■ GOAL OF THE EXERCISE
Could you copy all of the records below exactly as they appear?

■ PROVIDED RECORDS
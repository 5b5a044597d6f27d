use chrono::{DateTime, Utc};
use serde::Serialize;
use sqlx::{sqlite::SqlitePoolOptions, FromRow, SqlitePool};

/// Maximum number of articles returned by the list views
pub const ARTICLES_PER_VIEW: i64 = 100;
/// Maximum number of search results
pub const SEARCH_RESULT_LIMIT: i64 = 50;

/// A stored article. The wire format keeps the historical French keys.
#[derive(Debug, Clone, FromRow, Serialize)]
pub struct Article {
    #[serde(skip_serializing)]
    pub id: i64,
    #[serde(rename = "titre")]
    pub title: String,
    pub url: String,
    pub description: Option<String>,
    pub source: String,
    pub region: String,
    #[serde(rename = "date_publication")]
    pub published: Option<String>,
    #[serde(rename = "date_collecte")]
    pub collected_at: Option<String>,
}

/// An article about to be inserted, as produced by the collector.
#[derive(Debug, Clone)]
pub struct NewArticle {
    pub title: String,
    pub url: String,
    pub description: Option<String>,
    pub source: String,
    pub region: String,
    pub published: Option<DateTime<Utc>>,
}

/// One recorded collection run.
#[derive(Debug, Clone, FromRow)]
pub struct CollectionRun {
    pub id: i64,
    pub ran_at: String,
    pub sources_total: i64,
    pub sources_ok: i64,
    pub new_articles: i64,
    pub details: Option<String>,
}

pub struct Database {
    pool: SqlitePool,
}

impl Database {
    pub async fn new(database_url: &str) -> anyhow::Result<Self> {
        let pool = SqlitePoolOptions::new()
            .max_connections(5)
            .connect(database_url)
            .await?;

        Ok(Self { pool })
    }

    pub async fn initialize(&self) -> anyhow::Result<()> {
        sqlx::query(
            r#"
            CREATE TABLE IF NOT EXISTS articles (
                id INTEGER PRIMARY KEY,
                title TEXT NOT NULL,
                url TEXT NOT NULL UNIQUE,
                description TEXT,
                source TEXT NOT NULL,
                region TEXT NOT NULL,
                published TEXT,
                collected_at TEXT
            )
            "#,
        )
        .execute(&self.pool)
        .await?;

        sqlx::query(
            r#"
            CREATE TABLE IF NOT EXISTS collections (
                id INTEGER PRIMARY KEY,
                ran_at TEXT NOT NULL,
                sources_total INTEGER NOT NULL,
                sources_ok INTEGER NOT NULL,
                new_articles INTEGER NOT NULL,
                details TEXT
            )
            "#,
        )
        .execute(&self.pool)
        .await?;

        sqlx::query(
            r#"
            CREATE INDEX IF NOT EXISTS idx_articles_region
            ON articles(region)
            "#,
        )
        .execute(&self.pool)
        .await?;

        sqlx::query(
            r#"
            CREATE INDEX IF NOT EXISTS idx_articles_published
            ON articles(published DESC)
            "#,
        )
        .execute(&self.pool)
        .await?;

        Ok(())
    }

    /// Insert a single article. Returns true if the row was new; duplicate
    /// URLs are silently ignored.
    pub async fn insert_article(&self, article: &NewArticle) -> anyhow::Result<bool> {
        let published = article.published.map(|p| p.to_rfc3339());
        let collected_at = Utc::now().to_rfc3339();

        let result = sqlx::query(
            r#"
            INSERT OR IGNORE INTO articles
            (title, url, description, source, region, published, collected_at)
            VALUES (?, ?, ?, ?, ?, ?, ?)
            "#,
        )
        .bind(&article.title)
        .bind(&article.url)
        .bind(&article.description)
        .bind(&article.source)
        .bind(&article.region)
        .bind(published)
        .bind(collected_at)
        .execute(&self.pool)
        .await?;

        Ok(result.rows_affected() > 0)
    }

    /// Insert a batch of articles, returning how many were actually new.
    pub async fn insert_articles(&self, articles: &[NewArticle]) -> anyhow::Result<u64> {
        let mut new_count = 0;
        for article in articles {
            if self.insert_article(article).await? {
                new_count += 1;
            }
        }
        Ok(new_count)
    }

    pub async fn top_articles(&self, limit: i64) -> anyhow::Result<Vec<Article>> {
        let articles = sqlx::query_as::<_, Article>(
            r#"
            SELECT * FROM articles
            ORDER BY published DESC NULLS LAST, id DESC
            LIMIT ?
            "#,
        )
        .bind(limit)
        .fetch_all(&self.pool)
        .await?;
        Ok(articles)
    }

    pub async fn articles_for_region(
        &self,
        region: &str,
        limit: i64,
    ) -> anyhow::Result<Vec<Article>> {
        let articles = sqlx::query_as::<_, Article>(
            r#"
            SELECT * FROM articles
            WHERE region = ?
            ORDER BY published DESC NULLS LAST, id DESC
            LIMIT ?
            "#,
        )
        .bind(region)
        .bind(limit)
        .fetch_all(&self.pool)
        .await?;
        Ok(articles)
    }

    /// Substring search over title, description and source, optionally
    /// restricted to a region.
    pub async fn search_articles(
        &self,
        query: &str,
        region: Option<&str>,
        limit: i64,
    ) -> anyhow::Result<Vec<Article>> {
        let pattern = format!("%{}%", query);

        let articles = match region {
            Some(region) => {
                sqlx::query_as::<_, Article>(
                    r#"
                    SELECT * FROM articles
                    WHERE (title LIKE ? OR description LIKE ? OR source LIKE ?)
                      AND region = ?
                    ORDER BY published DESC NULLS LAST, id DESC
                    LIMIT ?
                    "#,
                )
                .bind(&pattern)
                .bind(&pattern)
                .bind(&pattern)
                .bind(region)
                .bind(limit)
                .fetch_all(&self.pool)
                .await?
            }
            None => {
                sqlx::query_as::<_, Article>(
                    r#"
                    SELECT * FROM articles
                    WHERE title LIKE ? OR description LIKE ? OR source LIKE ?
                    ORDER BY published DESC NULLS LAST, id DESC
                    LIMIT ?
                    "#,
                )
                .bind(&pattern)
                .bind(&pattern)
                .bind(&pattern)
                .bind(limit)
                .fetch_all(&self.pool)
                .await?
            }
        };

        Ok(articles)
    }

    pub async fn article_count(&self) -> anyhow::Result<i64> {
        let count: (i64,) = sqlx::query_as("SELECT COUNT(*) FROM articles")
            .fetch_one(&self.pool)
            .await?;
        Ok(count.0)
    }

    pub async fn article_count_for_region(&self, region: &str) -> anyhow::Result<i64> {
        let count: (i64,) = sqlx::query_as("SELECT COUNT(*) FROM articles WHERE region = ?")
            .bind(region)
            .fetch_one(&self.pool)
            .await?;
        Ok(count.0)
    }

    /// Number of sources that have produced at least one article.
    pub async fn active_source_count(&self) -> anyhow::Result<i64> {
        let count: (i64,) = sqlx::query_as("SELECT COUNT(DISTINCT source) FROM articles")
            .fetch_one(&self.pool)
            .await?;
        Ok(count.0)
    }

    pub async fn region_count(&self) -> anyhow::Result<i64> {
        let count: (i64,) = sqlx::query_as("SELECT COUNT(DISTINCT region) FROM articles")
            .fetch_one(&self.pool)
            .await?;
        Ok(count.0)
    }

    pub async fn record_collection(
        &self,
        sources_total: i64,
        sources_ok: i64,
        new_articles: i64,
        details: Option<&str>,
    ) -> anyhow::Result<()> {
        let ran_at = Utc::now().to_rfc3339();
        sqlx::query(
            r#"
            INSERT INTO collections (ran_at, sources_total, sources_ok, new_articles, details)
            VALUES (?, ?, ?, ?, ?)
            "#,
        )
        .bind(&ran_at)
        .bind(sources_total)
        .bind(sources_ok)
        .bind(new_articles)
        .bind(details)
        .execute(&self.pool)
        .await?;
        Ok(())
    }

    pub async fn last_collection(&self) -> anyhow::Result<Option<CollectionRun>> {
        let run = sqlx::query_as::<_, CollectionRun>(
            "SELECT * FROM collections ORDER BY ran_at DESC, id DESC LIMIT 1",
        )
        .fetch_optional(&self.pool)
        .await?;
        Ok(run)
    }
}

■ WRITTEN SOLUTION
repository 5b5a044597d6f27d
use chrono::{DateTime, Utc};
use serde::Serialize;
use sqlx::{sqlite::SqlitePoolOptions, FromRow, SqlitePool};

/// Maximum number of articles returned by the list views
pub const ARTICLES_PER_VIEW: i64 = 100;
/// Maximum number of search results
pub const SEARCH_RESULT_LIMIT: i64 = 50;

/// A stored article. The wire format keeps the historical French keys.
#[derive(Debug, Clone, FromRow, Serialize)]
pub struct Article {
    #[serde(skip_serializing)]
    pub id: i64,
    #[serde(rename = "titre")]
    pub title: String,
    pub url: String,
    pub description: Option<String>,
    pub source: String,
    pub region: String,
    #[serde(rename = "date_publication")]
    pub published: Option<String>,
    #[serde(rename = "date_collecte")]
    pub collected_at: Option<String>,
}

/// An article about to be inserted, as produced by the collector.
#[derive(Debug, Clone)]
pub struct NewArticle {
    pub title: String,
    pub url: String,
    pub description: Option<String>,
    pub source: String,
    pub region: String,
    pub published: Option<DateTime<Utc>>,
}

/// One recorded collection run.
#[derive(Debug, Clone, FromRow)]
pub struct CollectionRun {
    pub id: i64,
    pub ran_at: String,
    pub sources_total: i64,
    pub sources_ok: i64,
    pub new_articles: i64,
    pub details: Option<String>,
}

pub struct Database {
    pool: SqlitePool,
}

impl Database {
    pub async fn new(database_url: &str) -> anyhow::Result<Self> {
        let pool = SqlitePoolOptions::new()
            .max_connections(5)
            .connect(database_url)
            .await?;

        Ok(Self { pool })
    }

    pub async fn initialize(&self) -> anyhow::Result<()> {
        sqlx::query(
            r#"
            CREATE TABLE IF NOT EXISTS articles (
                id INTEGER PRIMARY KEY,
                title TEXT NOT NULL,
                url TEXT NOT NULL UNIQUE,
                description TEXT,
                source TEXT NOT NULL,
                region TEXT NOT NULL,
                published TEXT,
                collected_at TEXT
            )
            "#,
        )
        .execute(&self.pool)
        .await?;

        sqlx::query(
            r#"
            CREATE TABLE IF NOT EXISTS collections (
                id INTEGER PRIMARY KEY,
                ran_at TEXT NOT NULL,
                sources_total INTEGER NOT NULL,
                sources_ok INTEGER NOT NULL,
                new_articles INTEGER NOT NULL,
                details TEXT
            )
            "#,
        )
        .execute(&self.pool)
        .await?;

        sqlx::query(
            r#"
            CREATE INDEX IF NOT EXISTS idx_articles_region
            ON articles(region)
            "#,
        )
        .execute(&self.pool)
        .await?;

        sqlx::query(
            r#"
            CREATE INDEX IF NOT EXISTS idx_articles_published
            ON articles(published DESC)
            "#,
        )
        .execute(&self.pool)
        .await?;

        Ok(())
    }

    /// Insert a single article. Returns true if the row was new; duplicate
    /// URLs are silently ignored.
    pub async fn insert_article(&self, article: &NewArticle) -> anyhow::Result<bool> {
        let published = article.published.map(|p| p.to_rfc3339());
        let collected_at = Utc::now().to_rfc3339();

        let result = sqlx::query(
            r#"
            INSERT OR IGNORE INTO articles
            (title, url, description, source, region, published, collected_at)
            VALUES (?, ?, ?, ?, ?, ?, ?)
            "#,
        )
        .bind(&article.title)
        .bind(&article.url)
        .bind(&article.description)
        .bind(&article.source)
        .bind(&article.region)
        .bind(published)
        .bind(collected_at)
        .execute(&self.pool)
        .await?;

        Ok(result.rows_affected() > 0)
    }

    /// Insert a batch of articles, returning how many were actually new.
    pub async fn insert_articles(&self, articles: &[NewArticle]) -> anyhow::Result<u64> {
        let mut new_count = 0;
        for article in articles {
            if self.insert_article(article).await? {
                new_count += 1;
            }
        }
        Ok(new_count)
    }

    pub async fn top_articles(&self, limit: i64) -> anyhow::Result<Vec<Article>> {
        let articles = sqlx::query_as::<_, Article>(
            r#"
            SELECT * FROM articles
            ORDER BY published DESC NULLS LAST, id DESC
            LIMIT ?
            "#,
        )
        .bind(limit)
        .fetch_all(&self.pool)
        .await?;
        Ok(articles)
    }

    pub async fn articles_for_region(
        &self,
        region: &str,
        limit: i64,
    ) -> anyhow::Result<Vec<Article>> {
        let articles = sqlx::query_as::<_, Article>(
            r#"
            SELECT * FROM articles
            WHERE region = ?
            ORDER BY published DESC NULLS LAST, id DESC
            LIMIT ?
            "#,
        )
        .bind(region)
        .bind(limit)
        .fetch_all(&self.pool)
        .await?;
        Ok(articles)
    }

    /// Substring search over title, description and source, optionally
    /// restricted to a region.
    pub async fn search_articles(
        &self,
        query: &str,
        region: Option<&str>,
        limit: i64,
    ) -> anyhow::Result<Vec<Article>> {
        let pattern = format!("%{}%", query);

        let articles = match region {
            Some(region) => {
                sqlx::query_as::<_, Article>(
                    r#"
                    SELECT * FROM articles
                    WHERE (title LIKE ? OR description LIKE ? OR source LIKE ?)
                      AND region = ?
                    ORDER BY published DESC NULLS LAST, id DESC
                    LIMIT ?
                    "#,
                )
                .bind(&pattern)
                .bind(&pattern)
                .bind(&pattern)
                .bind(region)
                .bind(limit)
                .fetch_all(&self.pool)
                .await?
            }
            None => {
                sqlx::query_as::<_, Article>(
                    r#"
                    SELECT * FROM articles
                    WHERE title LIKE ? OR description LIKE ? OR source LIKE ?
                    ORDER BY published DESC NULLS LAST, id DESC
                    LIMIT ?
                    "#,
                )
                .bind(&pattern)
                .bind(&pattern)
                .bind(&pattern)
                .bind(limit)
                .fetch_all(&self.pool)
                .await?
            }
        };

        Ok(articles)
    }

    pub async fn article_count(&self) -> anyhow::Result<i64> {
        let count: (i64,) = sqlx::query_as("SELECT COUNT(*) FROM articles")
            .fetch_one(&self.pool)
            .await?;
        Ok(count.0)
    }

    pub async fn article_count_for_region(&self, region: &str) -> anyhow::Result<i64> {
        let count: (i64,) = sqlx::query_as("SELECT COUNT(*) FROM articles WHERE region = ?")
            .bind(region)
            .fetch_one(&self.pool)
            .await?;
        Ok(count.0)
    }

    /// Number of sources that have produced at least one article.
    pub async fn active_source_count(&self) -> anyhow::Result<i64> {
        let count: (i64,) = sqlx::query_as("SELECT COUNT(DISTINCT source) FROM articles")
            .fetch_one(&self.pool)
            .await?;
        Ok(count.0)
    }

    pub async fn region_count(&self) -> anyhow::Result<i64> {
        let count: (i64,) = sqlx::query_as("SELECT COUNT(DISTINCT region) FROM articles")
            .fetch_one(&self.pool)
            .await?;
        Ok(count.0)
    }

    pub async fn record_collection(
        &self,
        sources_total: i64,
        sources_ok: i64,
        new_articles: i64,
        details: Option<&str>,
    ) -> anyhow::Result<()> {
        let ran_at = Utc::now().to_rfc3339();
        sqlx::query(
            r#"
            INSERT INTO collections (ran_at, sources_total, sources_ok, new_articles, details)
            VALUES (?, ?, ?, ?, ?)
            "#,
        )
        .bind(&ran_at)
        .bind(sources_total)
        .bind(sources_ok)
        .bind(new_articles)
        .bind(details)
        .execute(&self.pool)
        .await?;
        Ok(())
    }

    pub async fn last_collection(&self) -> anyhow::Result<Option<CollectionRun>> {
        let run = sqlx::query_as::<_, CollectionRun>(
            "SELECT * FROM collections ORDER BY ran_at DESC, id DESC LIMIT 1",
        )
        .fetch_optional(&self.pool)
        .await?;
        Ok(run)
    }
}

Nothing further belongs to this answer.